Unmotivated to Run? Read This. - Page 3
I Can’t Stick with This Workout
When you feel this way, it’s time to apply coping strategies. If you are giving 100 percent in a track workout, the concept of doing another one or another five repetitions can be daunting. When you reach that level of pain, the body wants to flee the scene and hide under the bleachers. So here are some tips for you when the lactic acid is pumping and you are doubled over, afraid to look at your watch and see that you have to start running really, really fast in a mere five seconds.
Focus on the number of repeats you are going to do. As you go deeper into your plan and as your fitness improves, you are going to do more repeats in each subsequent session.
If you need to do one or two more repeats than last session, then give yourself some forgiveness on your goal pace. A good rule of thumb is an additional five seconds in a mile repeat session, but go ahead and come up with your own “zone of forgiveness.” The more experienced you get with track workouts, the better you will know your body and how much time to give yourself.
If you are attempting more repetitions than you’ve done before, try going to a track to do the workout where you can get the pace feedback you need at 200m intervals. Bear in mind, this instant feedback may run counter to the over- all “run by feel” approach that this book espouses, but there are some special cases, like this one, when checking your watch to make sure you are on target is allowable.
If you have to complete more repetitions this session, don’t time the extras. In other words, if you are to do six reps and you did five last week, then your last rep, your sixth, will not be timed.
Bring a special treat to your workout. For a hot day’s workout, it could be something like a little piece of candy (a candied orange slice, in my case), or a towel that you will wet, or a bag of ice that you will put on your head. At the end of the repeat, reward yourself accordingly. Think about your little reward as you spin around the track.
Another thing you can do is make a deal with yourself— something bigger than eating a piece of candy. Tell yourself that if you stick the workout—or just complete it—you will treat yourself to a nice meal at your favorite restaurant afterward. If you’re a bibliophile, you will treat yourself to a trip to the bookstore—something worthwhile that will bring a smile to your face, something worth the work.
Try to find workout partners who are doing the same number of reps you are doing.
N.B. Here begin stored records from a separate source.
//! varmon - Terminal-native monitor for expvar-style JSON telemetry.
//!
//! varmon polls one or more processes that export their runtime state as a
//! JSON document (Go's `expvar` at `/debug/vars` being the classic case),
//! extracts configured metrics by dotted path and keeps a bounded history
//! of each for sparklines.
//!
//! # Features
//!
//! - **Typed metrics**: `mem:`, `duration:` and `str:` path prefixes pick
//!   byte-size, duration or string formatting
//! - **GC statistics**: pause durations and inter-GC intervals reconstructed
//!   from the runtime's 256-slot circular buffers into bounded histograms
//! - **Restart detection**: via failed-then-recovered fetches or a
//!   cumulative counter going backwards
//! - **Consistent ticks**: all instances refresh concurrently and are
//!   published together
//!
//! # Architecture
//!
//! - `core`: configuration, errors and target addressing
//! - `metrics`: metric paths, typed values, history and histograms
//! - `instance`: per-instance refresh state machine
//! - `fetch`: telemetry fetching over HTTP
//! - `poller`: tick loop with a join barrier
//! - `display`: renderers for tick snapshots
//! - `cli`: Command-line interface
//!
//! # Example
//!
//! ```no_run
//! use varmon_lib::core::ConfigBuilder;
//! use varmon_lib::display::ConsoleRenderer;
//! use varmon_lib::Poller;
//!
//! #[tokio::main]
//! async fn main() -> Result<(), Box<dyn std::error::Error>> {
//!     let config = ConfigBuilder::new().target("1234-1236").build()?;
//!     let mut poller = Poller::from_config(&config)?;
//!     let mut renderer = ConsoleRenderer::new(std::io::stdout());
//!     poller.run(&mut renderer, async {
//!         let _ = tokio::signal::ctrl_c().await;
//!     }).await?;
//!     Ok(())
//! }
//! ```

#![warn(missing_docs)]
#![warn(clippy::all)]
#![warn(clippy::pedantic)]
#![allow(clippy::module_name_repetitions)]
#![allow(clippy::must_use_candidate)]

pub mod cli;
pub mod core;
pub mod display;
pub mod fetch;
pub mod instance;
pub mod metrics;
pub mod poller;

// Re-export core types for convenience
pub use crate::core::{Config, Result, VarmonError};
pub use crate::instance::{InstanceState, RefreshState};
pub use crate::poller::{Poller, Snapshot};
Waving goodbye to them can be demoralizing when you have one or two more reps to complete out there in the sweltering land of buzzing cicadas, while they are off to get into their air-conditioned cars and drive home to cold drinks and rotating fans.
Remember that not every repetition is going to be a strong one. Your body can be an enigma—or a stubborn mule—and you have to consider yourself lucky when you can successfully harness the mind and body to the point that you can get the body to do what it’s supposed to do.
For all the other times—when, for example, the ball of your right foot hurts, or you have a stitch in your side—accept that you are human.
Run the reps relaxed; tell yourself to stay limber during each lap.
Make peace with your suffering. Running is a rare recreational sport in that it can take you into realms of pain you aren’t used to being in. We in the West live such a comfortable, relatively sedentary life, and so asking your body to suffer is a bit unusual. As a human, it is your nature to avoid this kind of misery. But try to embrace it. Tell yourself that it will be over relatively soon and that your body is getting stronger because of it. Tell yourself also that you know you will encounter some form of suffering on race day and that the pain you are undergoing in your workout will make things easier for you.